Living next to the Gilmore Bridge can mean a great view of traffic jams – and that’s no surprise – but to a lot of neighbors on the Charlestown/Cambridge line, they never expected to have to endure nightly jackhammering on Bridge three seasons annually year upon year.
Dan Spirer and his wife, Kathy, have lived in the Somerville/Charlestown/Cambridge triangle for more than 40 years, and moved into one of the buildings next to the Gilmore about 16 months ago. Obviously, they knew with Cambridge Crossing that it was an area in flux, but they never anticipated sleepless nights due to the Gilmore.
“Last fall, they started doing work on the Gilmore in the middle of the night – starting up at 8 p.m. and jackhammering constantly until 2 a.m. every night for three weeks. All they did was jackhammer. I can’t figure out what takes so much jackhammering, but that’s what they did. In the spring this year, they started up again, going four or five hours into the dead of night jackhammering. Then, with the construction at Cambridge Crossing, they start their work set-up at 6 a.m. It leaves a window of only about four hours of quiet to sleep.”
Spirer said the jackhammering continued for about seven weeks in the spring, then stopped. He said he believes it’s impacting thousands of people in the new and existing units along the Gilmore.
“I have lived in this general area about 45 years and I have never seen them do construction at night like this,” he said. “I remember they did night construction on the Mass Pike’s Commonwealth Avenue Bridge a few years ago, but that was a critical highway that needed to be done fast.
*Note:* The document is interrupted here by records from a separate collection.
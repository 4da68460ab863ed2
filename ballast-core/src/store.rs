//! In-memory, append-only vector storage.

use crate::error::BallastError;
use crate::vector_id::VectorId;

/// Row-major, append-only storage for fixed-dimension float vectors.
///
/// Vectors are never rewritten or removed once appended — the indices built
/// over a `VectorStore` rely on that to keep a previously returned
/// [`VectorId`] valid for the store's entire lifetime.
#[derive(Debug, Clone)]
pub struct VectorStore {
    dimensions: usize,
    data: Vec<f32>,
}

impl VectorStore {
    /// Creates an empty store for vectors of the given dimension.
    ///
    /// # Errors
    ///
    /// Returns [`BallastError::InvalidArgument`] if `dimensions` is zero.
    pub fn new(dimensions: usize) -> Result<Self, BallastError> {
        if dimensions == 0 {
            return Err(BallastError::invalid_argument(
                "vector store dimension must be positive",
            ));
        }
        Ok(Self {
            dimensions,
            data: Vec::new(),
        })
    }

    /// Appends `vector` and returns its newly assigned id.
    ///
    /// # Errors
    ///
    /// Returns [`BallastError::DimensionMismatch`] if `vector.len() !=
    /// self.dimensions()`.
    pub fn append(&mut self, vector: &[f32]) -> Result<VectorId, BallastError> {
        if vector.len() != self.dimensions {
            return Err(BallastError::DimensionMismatch {
                expected: self.dimensions,
                actual: vector.len(),
            });
        }

        let index = self.count() as u64;
        self.data.extend_from_slice(vector);
        Ok(VectorId::new(index))
    }

    /// Returns a zero-copy slice view of the vector with the given id.
    ///
    /// The returned slice borrows from `self`, so the ordinary borrow-checker
    /// rules prevent holding it across a call to [`VectorStore::append`]
    /// (which takes `&mut self`).
    ///
    /// # Errors
    ///
    /// Returns [`BallastError::InvalidId`] if `id` is the invalid sentinel or
    /// out of range for this store.
    pub fn get(&self, id: VectorId) -> Result<&[f32], BallastError> {
        let index = id.index().map_err(|_| BallastError::InvalidId { id: 0 })?;
        let index = usize::try_from(index).map_err(|_| BallastError::InvalidId { id: index })?;

        if index >= self.count() {
            return Err(BallastError::InvalidId { id: index as u64 });
        }

        let start = index * self.dimensions;
        let end = start + self.dimensions;
        // SAFETY net not needed: `start`/`end` are derived from a bounds-checked
        // `index` and the fixed per-row stride, so the slice is always in range.
        Ok(&self.data[start..end])
    }

    /// Number of vectors currently stored.
    #[must_use]
    pub fn count(&self) -> usize {
        self.data.len() / self.dimensions
    }

    /// Dimension every vector in this store shares.
    #[must_use]
    pub fn dimensions(&self) -> usize {
        self.dimensions
    }

    /// True if no vectors have been appended yet.
    #[must_use]
    pub fn is_empty(&self) -> bool {
        self.count() == 0
    }
}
The Gilmore Bridge is just not that big of a deal; it’s not a critical route.”
Late last week, MassDOT announced they would be coming back to do more work on the Gilmore – starting July 27 and going through the end of September. However, this time they will only be working on weekends, according to MassDOT.
Lane closures will be implemented each weekend from approximately 8 a.m., Saturday, through 5 a.m., Monday. During these weekends, one lane of travel will be open in each direction, which will enable crews to safely and effectively conduct bridge repair operations.
“As always, work is being conducted in ways that minimize impacts on the traveling public and local community,” read the release. “For example, jackhammering will only be conducted during daytime hours.”
Spirer said that could be worse than working at night, and he wonders when it will be that residents will be prioritized ahead of drivers and commuters.
“This is all to accommodate traffic and drivers on the Bridge, whether at night or on the weekends,” he said. “They don’t want to inconvenience them. I think it’s the drivers who should be inconvenienced and not the residents. The residents living next to the Bridge should not have to be inconvenienced with this kind of noise to help drivers.”
The full scope of work on the Gilmore includes repairing the concrete deck, installing deck joints, milling, and paving.